TASK ITEM
Among the records, find the lines that hold the string "PathBuf" and return them.
-- DATASET EXCERPTS follows --
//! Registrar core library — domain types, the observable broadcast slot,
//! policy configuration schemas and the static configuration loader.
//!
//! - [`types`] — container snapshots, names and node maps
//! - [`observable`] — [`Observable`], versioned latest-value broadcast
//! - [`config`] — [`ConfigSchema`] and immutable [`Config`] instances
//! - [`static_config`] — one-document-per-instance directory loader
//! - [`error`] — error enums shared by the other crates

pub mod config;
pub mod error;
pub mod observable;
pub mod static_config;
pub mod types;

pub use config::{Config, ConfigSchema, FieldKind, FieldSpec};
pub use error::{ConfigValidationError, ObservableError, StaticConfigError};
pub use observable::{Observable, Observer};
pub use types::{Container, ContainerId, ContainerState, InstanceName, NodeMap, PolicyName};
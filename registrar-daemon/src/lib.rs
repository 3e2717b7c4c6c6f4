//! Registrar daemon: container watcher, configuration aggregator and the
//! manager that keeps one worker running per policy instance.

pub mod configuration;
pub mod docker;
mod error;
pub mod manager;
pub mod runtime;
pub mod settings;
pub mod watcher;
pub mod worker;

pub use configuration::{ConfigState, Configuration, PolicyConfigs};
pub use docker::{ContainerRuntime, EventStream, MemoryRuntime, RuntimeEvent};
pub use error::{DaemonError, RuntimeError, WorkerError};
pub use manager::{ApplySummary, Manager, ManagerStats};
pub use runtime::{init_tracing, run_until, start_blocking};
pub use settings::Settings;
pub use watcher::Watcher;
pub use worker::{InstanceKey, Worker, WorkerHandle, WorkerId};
-- DATASET EXCERPTS concluded --
-- DATASET EXCERPTS follows --
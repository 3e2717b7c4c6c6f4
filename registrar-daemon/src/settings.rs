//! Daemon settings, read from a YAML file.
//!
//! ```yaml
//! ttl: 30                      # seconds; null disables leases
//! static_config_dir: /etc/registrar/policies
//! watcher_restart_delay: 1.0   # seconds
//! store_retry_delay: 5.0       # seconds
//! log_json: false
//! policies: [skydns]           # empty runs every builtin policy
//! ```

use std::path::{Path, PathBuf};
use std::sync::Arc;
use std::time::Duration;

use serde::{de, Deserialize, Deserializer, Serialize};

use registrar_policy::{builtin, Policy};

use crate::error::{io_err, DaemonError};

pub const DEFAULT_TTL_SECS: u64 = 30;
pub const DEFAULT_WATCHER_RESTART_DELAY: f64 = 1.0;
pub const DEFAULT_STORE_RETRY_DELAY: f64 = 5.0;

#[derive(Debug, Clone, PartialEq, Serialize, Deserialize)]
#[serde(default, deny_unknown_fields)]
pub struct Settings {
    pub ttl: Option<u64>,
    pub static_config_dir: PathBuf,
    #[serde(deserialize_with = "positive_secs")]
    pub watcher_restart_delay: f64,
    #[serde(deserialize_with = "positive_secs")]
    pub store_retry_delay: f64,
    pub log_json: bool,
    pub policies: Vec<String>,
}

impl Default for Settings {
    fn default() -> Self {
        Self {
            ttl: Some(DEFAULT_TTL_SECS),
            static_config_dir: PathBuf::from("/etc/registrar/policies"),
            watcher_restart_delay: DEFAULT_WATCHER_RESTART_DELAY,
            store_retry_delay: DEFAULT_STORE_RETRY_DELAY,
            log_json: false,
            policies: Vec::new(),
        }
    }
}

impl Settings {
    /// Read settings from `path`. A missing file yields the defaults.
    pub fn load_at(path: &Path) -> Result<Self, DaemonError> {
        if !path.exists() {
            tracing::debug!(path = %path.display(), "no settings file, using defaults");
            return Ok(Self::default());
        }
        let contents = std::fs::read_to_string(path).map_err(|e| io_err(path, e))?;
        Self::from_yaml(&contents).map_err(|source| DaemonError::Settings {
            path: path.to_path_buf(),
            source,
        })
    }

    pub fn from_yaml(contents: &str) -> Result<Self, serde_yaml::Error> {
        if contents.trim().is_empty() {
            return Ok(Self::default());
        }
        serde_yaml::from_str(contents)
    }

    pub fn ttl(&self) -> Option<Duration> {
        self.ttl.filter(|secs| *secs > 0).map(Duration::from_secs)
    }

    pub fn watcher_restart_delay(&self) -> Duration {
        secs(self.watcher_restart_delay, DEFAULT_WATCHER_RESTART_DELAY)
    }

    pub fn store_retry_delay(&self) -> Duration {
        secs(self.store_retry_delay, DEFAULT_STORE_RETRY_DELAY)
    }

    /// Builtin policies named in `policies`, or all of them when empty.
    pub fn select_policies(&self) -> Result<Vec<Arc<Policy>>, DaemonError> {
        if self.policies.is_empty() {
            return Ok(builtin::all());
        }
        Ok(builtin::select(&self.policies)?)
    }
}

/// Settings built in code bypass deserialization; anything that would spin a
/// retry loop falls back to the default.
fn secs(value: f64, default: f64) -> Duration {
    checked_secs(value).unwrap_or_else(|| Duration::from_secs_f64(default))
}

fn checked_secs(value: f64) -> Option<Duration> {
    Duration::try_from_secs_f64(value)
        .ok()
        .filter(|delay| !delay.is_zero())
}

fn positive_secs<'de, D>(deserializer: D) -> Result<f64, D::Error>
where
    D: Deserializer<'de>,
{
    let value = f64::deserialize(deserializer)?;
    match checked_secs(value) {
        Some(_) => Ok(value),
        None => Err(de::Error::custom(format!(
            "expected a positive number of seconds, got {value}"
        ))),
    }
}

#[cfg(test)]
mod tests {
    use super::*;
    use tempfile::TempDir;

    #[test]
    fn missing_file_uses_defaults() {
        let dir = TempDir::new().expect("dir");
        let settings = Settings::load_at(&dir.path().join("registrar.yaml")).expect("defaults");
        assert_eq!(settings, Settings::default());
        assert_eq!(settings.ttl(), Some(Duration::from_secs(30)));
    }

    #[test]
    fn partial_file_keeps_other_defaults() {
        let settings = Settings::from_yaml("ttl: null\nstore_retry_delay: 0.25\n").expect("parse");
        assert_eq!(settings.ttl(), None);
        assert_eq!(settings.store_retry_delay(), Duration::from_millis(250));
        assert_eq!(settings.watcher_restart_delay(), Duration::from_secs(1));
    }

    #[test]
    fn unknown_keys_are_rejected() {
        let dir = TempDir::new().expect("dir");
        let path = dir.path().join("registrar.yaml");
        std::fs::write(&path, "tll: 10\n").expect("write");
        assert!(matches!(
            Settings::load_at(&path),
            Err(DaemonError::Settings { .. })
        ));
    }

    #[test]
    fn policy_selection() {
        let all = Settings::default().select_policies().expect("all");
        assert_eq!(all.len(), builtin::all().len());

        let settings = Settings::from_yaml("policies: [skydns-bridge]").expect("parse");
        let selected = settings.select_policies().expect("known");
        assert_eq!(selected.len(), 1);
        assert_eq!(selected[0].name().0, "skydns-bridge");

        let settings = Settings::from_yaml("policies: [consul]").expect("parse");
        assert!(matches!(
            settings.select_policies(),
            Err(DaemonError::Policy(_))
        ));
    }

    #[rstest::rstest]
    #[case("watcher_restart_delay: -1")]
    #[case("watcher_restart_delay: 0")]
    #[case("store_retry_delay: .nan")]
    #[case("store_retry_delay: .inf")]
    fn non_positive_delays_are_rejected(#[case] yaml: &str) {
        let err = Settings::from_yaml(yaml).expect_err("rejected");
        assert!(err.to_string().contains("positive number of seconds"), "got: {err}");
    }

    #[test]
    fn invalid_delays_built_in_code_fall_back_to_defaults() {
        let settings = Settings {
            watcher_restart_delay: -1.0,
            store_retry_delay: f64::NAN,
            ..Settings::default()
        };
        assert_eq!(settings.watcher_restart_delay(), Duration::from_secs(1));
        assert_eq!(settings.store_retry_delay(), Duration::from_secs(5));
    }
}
-- DATASET EXCERPTS concluded --
RESULT OF THIS TASK
use std::path::{Path, PathBuf};
    pub static_config_dir: PathBuf,
            static_config_dir: PathBuf::from("/etc/registrar/policies"),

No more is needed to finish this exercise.